- [Provided records]
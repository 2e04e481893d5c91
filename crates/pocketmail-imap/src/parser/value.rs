//! Generic IMAP data values.
//!
//! Server data such as ENVELOPE, BODYSTRUCTURE or a LIST reply is a tree
//! of atoms, quoted strings, literals, `NIL` and parenthesized lists. This
//! module parses that tree by recursive descent; the mapping to typed
//! structures lives next to it.

use std::borrow::Cow;

use crate::{Error, Result};

/// Nesting limit for parenthesized lists.
const MAX_DEPTH: usize = 64;

/// One IMAP data value.
#[derive(Debug, Clone, PartialEq, Eq)]
pub enum Value {
    /// `NIL`.
    Nil,
    /// Bare atom, including numbers and flags.
    Atom(String),
    /// Quoted string with escapes removed.
    Quoted(String),
    /// Literal bytes from `{n}`.
    Literal(Vec<u8>),
    /// Parenthesized list.
    List(Vec<Value>),
}

impl Value {
    /// Returns the value as text. `NIL` and lists have none.
    #[must_use]
    pub fn as_text(&self) -> Option<Cow<'_, str>> {
        match self {
            Self::Atom(s) | Self::Quoted(s) => Some(Cow::Borrowed(s)),
            Self::Literal(bytes) => Some(String::from_utf8_lossy(bytes)),
            Self::Nil | Self::List(_) => None,
        }
    }

    /// Returns the raw bytes of a string value.
    #[must_use]
    pub fn as_bytes(&self) -> Option<&[u8]> {
        match self {
            Self::Atom(s) | Self::Quoted(s) => Some(s.as_bytes()),
            Self::Literal(bytes) => Some(bytes),
            Self::Nil | Self::List(_) => None,
        }
    }

    /// Returns the elements of a list.
    #[must_use]
    pub fn as_list(&self) -> Option<&[Self]> {
        match self {
            Self::List(items) => Some(items),
            _ => None,
        }
    }

    /// Parses an atom or string as a number.
    #[must_use]
    pub fn as_number(&self) -> Option<u32> {
        self.as_text()?.trim().parse().ok()
    }

    /// Returns true for `NIL`.
    #[must_use]
    pub const fn is_nil(&self) -> bool {
        matches!(self, Self::Nil)
    }
}

/// Recursive-descent parser over one logical response.
///
/// Literal data must follow its `{n}` announcement after a line break, the
/// way the client assembles responses.
#[derive(Debug)]
pub struct ValueParser<'a> {
    input: &'a [u8],
    pos: usize,
}

impl<'a> ValueParser<'a> {
    /// Creates a parser positioned at the start of `input`.
    #[must_use]
    pub const fn new(input: &'a [u8]) -> Self {
        Self { input, pos: 0 }
    }

    /// Creates a parser positioned at `pos`.
    #[must_use]
    pub const fn at(input: &'a [u8], pos: usize) -> Self {
        Self { input, pos }
    }

    /// Current byte offset.
    #[must_use]
    pub const fn position(&self) -> usize {
        self.pos
    }

    /// Returns true once only whitespace remains.
    #[must_use]
    pub fn at_end(&self) -> bool {
        self.input[self.pos.min(self.input.len())..]
            .iter()
            .all(u8::is_ascii_whitespace)
    }

    fn peek(&self) -> Option<u8> {
        self.input.get(self.pos).copied()
    }

    fn error(&self, message: impl Into<String>) -> Error {
        Error::parse(self.pos, message)
    }

    /// Skips spaces (and line breaks, which only occur around literals).
    pub fn skip_whitespace(&mut self) {
        while matches!(self.peek(), Some(b' ' | b'\t' | b'\r' | b'\n')) {
            self.pos += 1;
        }
    }

    /// Parses the next value.
    pub fn parse_value(&mut self) -> Result<Value> {
        self.value(0)
    }

    fn value(&mut self, depth: usize) -> Result<Value> {
        self.skip_whitespace();
        match self.peek() {
            None => Err(self.error("unexpected end of input")),
            Some(b'(') => self.list(depth),
            Some(b'"') => self.quoted(),
            Some(b'{') => self.literal(),
            Some(b')') => Err(self.error("unexpected ')'")),
            Some(_) => self.atom(),
        }
    }

    fn list(&mut self, depth: usize) -> Result<Value> {
        if depth >= MAX_DEPTH {
            return Err(self.error("lists nested too deeply"));
        }
        self.pos += 1;

        let mut items = Vec::new();
        loop {
            self.skip_whitespace();
            match self.peek() {
                None => return Err(self.error("unterminated list")),
                Some(b')') => {
                    self.pos += 1;
                    return Ok(Value::List(items));
                }
                Some(_) => items.push(self.value(depth + 1)?),
            }
        }
    }

    fn quoted(&mut self) -> Result<Value> {
        self.pos += 1;
        let mut bytes = Vec::new();

        loop {
            match self.peek() {
                None => return Err(self.error("unterminated quoted string")),
                Some(b'"') => {
                    self.pos += 1;
                    return Ok(Value::Quoted(String::from_utf8_lossy(&bytes).into_owned()));
                }
                Some(b'\\') => {
                    self.pos += 1;
                    let escaped = self
                        .peek()
                        .ok_or_else(|| self.error("unterminated quoted string"))?;
                    bytes.push(escaped);
                    self.pos += 1;
                }
                Some(b) => {
                    bytes.push(b);
                    self.pos += 1;
                }
            }
        }
    }

    fn literal(&mut self) -> Result<Value> {
        let start = self.pos;
        let close = self.input[start..]
            .iter()
            .position(|&b| b == b'}')
            .map(|offset| start + offset)
            .ok_or_else(|| self.error("unterminated literal length"))?;

        let digits = &self.input[start + 1..close];
        let digits = digits.strip_suffix(b"+").unwrap_or(digits);
        let len: usize = std::str::from_utf8(digits)
            .ok()
            .and_then(|s| s.parse().ok())
            .ok_or_else(|| self.error("invalid literal length"))?;

        self.pos = close + 1;
        if self.input[self.pos..].starts_with(b"\r\n") {
            self.pos += 2;
        } else if self.peek() == Some(b'\n') {
            self.pos += 1;
        } else {
            return Err(self.error("literal length not followed by line break"));
        }

        let end = self.pos + len;
        if end > self.input.len() {
            return Err(self.error(format!("literal of {len} bytes is truncated")));
        }
        let data = self.input[self.pos..end].to_vec();
        self.pos = end;
        Ok(Value::Literal(data))
    }

    fn atom(&mut self) -> Result<Value> {
        let start = self.pos;

        while let Some(b) = self.peek() {
            match b {
                b' ' | b'(' | b')' | b'"' | b'{' | b'\r' | b'\n' => break,
                b'[' => {
                    // BODY[HEADER.FIELDS (FROM)] keeps its bracketed section whole.
                    let close = self.input[self.pos..]
                        .iter()
                        .position(|&c| c == b']')
                        .ok_or_else(|| self.error("unterminated section"))?;
                    self.pos += close + 1;
                }
                _ => self.pos += 1,
            }
        }

        if self.pos == start {
            return Err(self.error("expected value"));
        }

        let atom = String::from_utf8_lossy(&self.input[start..self.pos]).into_owned();
        if atom.eq_ignore_ascii_case("NIL") {
            Ok(Value::Nil)
        } else {
            Ok(Value::Atom(atom))
        }
    }
}

/// Parses exactly one value; anything but whitespace after it is an error.
pub fn parse_value(input: &[u8]) -> Result<Value> {
    let mut parser = ValueParser::new(input);
    let value = parser.parse_value()?;
    if !parser.at_end() {
        return Err(Error::parse(parser.position(), "trailing data after value"));
    }
    Ok(value)
}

- [What to do] Retype the entries exactly from the first line, stopping after the line with "lists have none.".

- [Result of this exercise]
repository 2e04e481893d5c91
filename crates/pocketmail-imap/src/parser/value.rs
//! Generic IMAP data values.
//!
//! Server data such as ENVELOPE, BODYSTRUCTURE or a LIST reply is a tree
//! of atoms, quoted strings, literals, `NIL` and parenthesized lists. This
//! module parses that tree by recursive descent; the mapping to typed
//! structures lives next to it.

use std::borrow::Cow;

use crate::{Error, Result};

/// Nesting limit for parenthesized lists.
const MAX_DEPTH: usize = 64;

/// One IMAP data value.
#[derive(Debug, Clone, PartialEq, Eq)]
pub enum Value {
    /// `NIL`.
    Nil,
    /// Bare atom, including numbers and flags.
    Atom(String),
    /// Quoted string with escapes removed.
    Quoted(String),
    /// Literal bytes from `{n}`.
    Literal(Vec<u8>),
    /// Parenthesized list.
    List(Vec<Value>),
}

impl Value {
    /// Returns the value as text. `NIL` and lists have none.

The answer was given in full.